#### [Task brief]
Whenever a line in the entries below contains the string "VisualizationConfig", copy that line.

(Stored data entries)
....

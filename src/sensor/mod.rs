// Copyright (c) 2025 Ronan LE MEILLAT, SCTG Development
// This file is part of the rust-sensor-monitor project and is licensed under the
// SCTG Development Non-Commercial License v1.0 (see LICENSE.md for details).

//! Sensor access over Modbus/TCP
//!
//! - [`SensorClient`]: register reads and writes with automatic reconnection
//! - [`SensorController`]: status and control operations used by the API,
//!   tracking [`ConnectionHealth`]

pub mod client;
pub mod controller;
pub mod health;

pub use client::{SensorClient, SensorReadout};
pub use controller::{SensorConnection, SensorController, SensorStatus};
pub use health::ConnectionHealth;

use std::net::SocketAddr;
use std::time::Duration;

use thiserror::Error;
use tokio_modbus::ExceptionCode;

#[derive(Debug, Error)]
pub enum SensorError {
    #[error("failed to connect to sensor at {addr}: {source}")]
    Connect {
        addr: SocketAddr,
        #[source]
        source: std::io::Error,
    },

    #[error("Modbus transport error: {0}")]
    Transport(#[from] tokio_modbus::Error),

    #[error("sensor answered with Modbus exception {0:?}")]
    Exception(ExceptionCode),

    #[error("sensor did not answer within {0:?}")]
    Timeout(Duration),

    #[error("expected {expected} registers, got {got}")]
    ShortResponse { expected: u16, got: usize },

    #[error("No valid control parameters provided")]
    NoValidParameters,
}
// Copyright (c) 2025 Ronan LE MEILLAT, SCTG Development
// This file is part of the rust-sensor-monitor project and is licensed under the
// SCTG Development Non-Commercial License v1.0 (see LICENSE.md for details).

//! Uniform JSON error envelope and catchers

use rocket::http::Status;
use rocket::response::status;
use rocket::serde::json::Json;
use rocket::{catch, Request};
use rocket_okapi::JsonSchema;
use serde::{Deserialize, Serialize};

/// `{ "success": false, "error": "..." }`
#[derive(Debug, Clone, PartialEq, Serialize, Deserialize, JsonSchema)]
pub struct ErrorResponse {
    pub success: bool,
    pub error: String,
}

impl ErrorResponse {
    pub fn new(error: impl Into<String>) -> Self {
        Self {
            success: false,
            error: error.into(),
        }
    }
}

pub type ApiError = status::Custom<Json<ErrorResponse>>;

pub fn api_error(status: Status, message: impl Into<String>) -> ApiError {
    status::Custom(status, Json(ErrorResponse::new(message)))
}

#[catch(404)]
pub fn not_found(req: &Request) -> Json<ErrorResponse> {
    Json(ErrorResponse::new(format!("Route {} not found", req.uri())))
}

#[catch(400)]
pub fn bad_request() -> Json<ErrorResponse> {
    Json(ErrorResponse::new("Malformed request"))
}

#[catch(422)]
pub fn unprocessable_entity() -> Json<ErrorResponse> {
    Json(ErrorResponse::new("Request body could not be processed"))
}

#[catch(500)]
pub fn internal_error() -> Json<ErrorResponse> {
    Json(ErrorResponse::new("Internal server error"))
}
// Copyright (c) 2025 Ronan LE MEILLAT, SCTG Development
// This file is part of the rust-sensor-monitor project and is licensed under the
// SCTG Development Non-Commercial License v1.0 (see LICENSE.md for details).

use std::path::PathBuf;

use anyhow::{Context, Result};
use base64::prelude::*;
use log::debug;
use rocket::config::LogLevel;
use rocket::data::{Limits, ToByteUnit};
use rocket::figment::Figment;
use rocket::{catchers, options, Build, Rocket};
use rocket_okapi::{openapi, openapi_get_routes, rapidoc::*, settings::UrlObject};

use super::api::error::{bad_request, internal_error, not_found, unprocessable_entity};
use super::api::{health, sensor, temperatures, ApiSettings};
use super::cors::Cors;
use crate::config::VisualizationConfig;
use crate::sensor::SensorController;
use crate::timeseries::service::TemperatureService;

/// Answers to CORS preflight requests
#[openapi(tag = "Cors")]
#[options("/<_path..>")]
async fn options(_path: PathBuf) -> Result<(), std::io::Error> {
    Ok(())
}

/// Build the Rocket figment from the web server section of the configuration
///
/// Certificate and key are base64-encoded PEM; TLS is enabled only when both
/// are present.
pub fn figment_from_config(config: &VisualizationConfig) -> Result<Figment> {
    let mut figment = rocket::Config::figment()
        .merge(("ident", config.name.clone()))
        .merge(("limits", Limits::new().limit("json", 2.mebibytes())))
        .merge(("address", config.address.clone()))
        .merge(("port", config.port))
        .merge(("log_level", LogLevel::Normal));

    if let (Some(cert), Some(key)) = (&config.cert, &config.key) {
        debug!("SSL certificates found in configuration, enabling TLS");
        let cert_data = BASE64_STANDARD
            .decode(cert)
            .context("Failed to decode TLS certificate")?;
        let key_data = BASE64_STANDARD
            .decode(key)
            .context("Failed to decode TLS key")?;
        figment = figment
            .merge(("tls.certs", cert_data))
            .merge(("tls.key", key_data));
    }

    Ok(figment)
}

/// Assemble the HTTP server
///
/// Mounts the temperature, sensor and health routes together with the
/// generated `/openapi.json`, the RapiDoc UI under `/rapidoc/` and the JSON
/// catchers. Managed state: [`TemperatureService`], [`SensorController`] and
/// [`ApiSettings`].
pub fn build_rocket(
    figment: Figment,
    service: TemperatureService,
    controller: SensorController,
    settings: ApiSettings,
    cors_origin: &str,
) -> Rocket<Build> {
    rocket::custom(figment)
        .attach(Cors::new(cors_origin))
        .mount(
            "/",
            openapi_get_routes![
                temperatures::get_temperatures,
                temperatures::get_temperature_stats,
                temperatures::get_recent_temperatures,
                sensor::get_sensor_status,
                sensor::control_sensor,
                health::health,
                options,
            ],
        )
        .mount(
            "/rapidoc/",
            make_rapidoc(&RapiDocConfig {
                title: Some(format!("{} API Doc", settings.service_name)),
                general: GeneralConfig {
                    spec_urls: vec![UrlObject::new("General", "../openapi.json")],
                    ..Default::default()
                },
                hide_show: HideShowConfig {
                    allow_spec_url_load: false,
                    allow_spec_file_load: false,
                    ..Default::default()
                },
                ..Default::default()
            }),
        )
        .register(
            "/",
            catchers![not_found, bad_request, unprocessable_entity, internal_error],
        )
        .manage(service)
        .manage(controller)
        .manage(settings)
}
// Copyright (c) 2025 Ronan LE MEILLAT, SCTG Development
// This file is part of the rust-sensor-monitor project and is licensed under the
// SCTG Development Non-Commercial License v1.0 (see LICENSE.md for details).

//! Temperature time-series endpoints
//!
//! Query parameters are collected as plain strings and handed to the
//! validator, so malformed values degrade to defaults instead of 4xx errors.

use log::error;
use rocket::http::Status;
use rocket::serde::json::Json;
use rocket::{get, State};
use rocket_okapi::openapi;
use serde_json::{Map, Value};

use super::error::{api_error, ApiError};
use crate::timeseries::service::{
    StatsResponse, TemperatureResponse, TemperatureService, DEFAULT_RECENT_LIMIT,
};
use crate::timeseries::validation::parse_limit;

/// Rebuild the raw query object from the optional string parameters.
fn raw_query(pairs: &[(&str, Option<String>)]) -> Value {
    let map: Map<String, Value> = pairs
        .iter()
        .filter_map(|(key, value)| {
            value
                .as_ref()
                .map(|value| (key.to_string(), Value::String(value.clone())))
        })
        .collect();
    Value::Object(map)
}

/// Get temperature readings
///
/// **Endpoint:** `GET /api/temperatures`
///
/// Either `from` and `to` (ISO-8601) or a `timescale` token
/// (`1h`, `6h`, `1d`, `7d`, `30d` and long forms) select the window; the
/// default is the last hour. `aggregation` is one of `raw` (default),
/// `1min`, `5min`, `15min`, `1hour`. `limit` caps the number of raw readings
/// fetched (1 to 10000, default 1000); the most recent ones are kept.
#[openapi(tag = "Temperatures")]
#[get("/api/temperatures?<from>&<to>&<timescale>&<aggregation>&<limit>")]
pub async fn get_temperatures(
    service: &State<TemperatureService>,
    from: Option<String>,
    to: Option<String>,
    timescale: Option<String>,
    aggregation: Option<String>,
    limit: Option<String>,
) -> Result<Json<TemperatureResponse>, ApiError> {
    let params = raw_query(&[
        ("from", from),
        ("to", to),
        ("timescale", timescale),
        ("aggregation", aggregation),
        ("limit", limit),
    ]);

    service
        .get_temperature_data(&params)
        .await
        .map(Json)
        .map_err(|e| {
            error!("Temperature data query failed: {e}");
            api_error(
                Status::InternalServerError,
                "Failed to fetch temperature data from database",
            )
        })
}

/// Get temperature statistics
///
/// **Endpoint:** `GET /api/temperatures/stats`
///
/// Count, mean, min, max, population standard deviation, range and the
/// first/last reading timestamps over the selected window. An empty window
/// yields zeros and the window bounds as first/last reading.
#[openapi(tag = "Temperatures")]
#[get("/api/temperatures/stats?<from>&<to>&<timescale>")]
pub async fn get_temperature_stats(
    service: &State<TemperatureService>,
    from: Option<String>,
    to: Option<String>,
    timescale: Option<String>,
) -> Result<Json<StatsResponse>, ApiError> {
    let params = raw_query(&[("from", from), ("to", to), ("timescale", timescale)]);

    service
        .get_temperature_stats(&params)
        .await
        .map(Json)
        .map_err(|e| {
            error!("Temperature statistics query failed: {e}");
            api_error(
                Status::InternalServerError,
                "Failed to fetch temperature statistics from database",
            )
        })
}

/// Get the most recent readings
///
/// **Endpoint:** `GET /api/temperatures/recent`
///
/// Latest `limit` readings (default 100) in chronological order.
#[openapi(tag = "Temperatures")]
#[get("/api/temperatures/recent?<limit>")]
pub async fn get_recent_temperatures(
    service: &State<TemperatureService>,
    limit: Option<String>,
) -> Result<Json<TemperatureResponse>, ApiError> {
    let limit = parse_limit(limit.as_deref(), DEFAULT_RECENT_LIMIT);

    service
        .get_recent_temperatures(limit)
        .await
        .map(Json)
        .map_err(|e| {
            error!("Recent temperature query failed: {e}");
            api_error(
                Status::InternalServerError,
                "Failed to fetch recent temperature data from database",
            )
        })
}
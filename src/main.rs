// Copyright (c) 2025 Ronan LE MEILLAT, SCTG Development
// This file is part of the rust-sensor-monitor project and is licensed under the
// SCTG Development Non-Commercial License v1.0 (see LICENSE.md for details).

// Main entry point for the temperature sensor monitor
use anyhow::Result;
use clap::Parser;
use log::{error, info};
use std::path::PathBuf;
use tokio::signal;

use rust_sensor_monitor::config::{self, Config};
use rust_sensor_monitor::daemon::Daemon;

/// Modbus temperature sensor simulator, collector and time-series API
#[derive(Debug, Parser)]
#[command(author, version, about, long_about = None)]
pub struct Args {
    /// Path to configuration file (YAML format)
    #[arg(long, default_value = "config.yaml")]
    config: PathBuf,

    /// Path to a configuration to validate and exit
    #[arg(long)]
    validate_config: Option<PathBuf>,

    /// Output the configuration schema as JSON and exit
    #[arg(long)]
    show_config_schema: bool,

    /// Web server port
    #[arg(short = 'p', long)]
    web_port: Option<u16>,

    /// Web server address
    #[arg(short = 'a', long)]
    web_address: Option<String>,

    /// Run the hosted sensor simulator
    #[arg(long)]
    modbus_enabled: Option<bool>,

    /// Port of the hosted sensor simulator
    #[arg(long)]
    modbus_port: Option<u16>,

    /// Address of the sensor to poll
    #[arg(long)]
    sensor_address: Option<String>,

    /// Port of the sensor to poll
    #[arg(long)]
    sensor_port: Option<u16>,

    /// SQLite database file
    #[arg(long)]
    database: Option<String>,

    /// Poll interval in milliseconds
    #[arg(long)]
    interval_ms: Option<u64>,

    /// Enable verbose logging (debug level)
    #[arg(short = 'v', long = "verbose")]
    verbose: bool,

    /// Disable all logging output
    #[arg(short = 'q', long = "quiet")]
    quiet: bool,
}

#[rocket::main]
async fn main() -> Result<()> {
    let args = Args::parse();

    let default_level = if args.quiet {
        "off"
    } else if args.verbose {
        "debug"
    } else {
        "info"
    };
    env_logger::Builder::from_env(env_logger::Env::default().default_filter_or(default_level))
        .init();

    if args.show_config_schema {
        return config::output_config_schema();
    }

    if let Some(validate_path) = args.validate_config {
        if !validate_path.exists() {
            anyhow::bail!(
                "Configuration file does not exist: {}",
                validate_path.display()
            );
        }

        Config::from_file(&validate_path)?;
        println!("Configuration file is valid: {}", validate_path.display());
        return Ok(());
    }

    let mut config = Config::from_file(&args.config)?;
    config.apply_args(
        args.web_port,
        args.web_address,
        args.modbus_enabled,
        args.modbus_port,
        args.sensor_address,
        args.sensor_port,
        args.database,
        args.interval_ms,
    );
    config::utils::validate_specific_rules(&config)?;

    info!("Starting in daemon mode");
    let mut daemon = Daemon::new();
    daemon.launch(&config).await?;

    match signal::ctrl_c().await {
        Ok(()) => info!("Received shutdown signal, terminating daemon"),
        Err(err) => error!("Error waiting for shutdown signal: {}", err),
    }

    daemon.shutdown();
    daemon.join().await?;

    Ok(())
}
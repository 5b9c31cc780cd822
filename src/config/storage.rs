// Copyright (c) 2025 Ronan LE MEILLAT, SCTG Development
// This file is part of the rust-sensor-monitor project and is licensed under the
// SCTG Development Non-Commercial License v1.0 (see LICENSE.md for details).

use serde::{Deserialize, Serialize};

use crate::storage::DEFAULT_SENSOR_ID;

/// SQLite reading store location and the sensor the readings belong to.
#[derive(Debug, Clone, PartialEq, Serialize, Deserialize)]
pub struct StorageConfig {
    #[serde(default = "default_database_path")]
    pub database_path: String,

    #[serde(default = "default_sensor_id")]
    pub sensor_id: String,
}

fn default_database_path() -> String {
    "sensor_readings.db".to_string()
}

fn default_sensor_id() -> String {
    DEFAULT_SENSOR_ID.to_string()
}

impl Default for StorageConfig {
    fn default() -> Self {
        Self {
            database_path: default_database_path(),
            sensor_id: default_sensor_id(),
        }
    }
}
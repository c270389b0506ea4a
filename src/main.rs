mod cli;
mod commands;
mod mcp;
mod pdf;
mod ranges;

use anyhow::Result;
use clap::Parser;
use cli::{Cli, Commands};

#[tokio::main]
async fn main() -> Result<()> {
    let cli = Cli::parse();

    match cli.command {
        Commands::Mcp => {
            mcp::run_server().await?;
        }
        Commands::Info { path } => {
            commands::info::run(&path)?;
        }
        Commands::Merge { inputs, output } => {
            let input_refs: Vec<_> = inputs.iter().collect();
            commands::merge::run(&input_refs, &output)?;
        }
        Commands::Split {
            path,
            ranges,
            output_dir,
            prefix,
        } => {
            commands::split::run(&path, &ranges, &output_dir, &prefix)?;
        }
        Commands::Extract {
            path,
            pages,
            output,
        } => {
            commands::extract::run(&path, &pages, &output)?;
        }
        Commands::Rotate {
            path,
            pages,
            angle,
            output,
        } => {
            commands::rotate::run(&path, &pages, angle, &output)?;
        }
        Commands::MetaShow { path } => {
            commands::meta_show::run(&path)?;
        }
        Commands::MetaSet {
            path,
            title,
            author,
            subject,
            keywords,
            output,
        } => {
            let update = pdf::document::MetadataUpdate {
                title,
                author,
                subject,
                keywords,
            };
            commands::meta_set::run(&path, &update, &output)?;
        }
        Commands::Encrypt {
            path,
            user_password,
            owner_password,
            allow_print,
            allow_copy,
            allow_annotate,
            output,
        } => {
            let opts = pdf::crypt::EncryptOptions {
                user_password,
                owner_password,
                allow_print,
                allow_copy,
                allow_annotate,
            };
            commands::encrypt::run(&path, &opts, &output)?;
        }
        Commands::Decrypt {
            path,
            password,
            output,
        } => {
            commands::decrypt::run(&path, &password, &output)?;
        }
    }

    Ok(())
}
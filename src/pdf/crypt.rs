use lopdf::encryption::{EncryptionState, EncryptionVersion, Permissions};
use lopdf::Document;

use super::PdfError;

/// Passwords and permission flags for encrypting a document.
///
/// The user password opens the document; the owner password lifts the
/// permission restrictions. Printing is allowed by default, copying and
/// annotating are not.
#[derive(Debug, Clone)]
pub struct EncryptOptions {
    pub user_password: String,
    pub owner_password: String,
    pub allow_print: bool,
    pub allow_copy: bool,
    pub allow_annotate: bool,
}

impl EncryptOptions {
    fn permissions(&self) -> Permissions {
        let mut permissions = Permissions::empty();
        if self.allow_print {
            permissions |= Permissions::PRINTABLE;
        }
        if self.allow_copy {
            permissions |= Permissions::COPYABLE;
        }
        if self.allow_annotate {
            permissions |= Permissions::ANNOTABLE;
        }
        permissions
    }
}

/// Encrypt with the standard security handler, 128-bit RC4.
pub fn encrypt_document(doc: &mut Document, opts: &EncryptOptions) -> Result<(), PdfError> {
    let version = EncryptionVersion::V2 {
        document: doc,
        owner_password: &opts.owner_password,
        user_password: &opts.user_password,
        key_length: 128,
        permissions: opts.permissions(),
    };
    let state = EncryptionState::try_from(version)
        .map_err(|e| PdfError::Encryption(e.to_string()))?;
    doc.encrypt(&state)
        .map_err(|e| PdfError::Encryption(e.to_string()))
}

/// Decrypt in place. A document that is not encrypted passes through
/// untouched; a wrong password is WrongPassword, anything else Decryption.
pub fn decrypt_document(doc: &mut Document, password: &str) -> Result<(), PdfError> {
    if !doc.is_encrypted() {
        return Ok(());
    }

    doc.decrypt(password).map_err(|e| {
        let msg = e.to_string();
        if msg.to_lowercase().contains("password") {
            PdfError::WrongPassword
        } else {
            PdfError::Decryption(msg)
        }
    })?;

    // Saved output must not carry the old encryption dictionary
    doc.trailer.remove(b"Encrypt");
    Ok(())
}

....

#### [Exercise output]
use crate::config::VisualizationConfig;
pub fn figment_from_config(config: &VisualizationConfig) -> Result<Figment> {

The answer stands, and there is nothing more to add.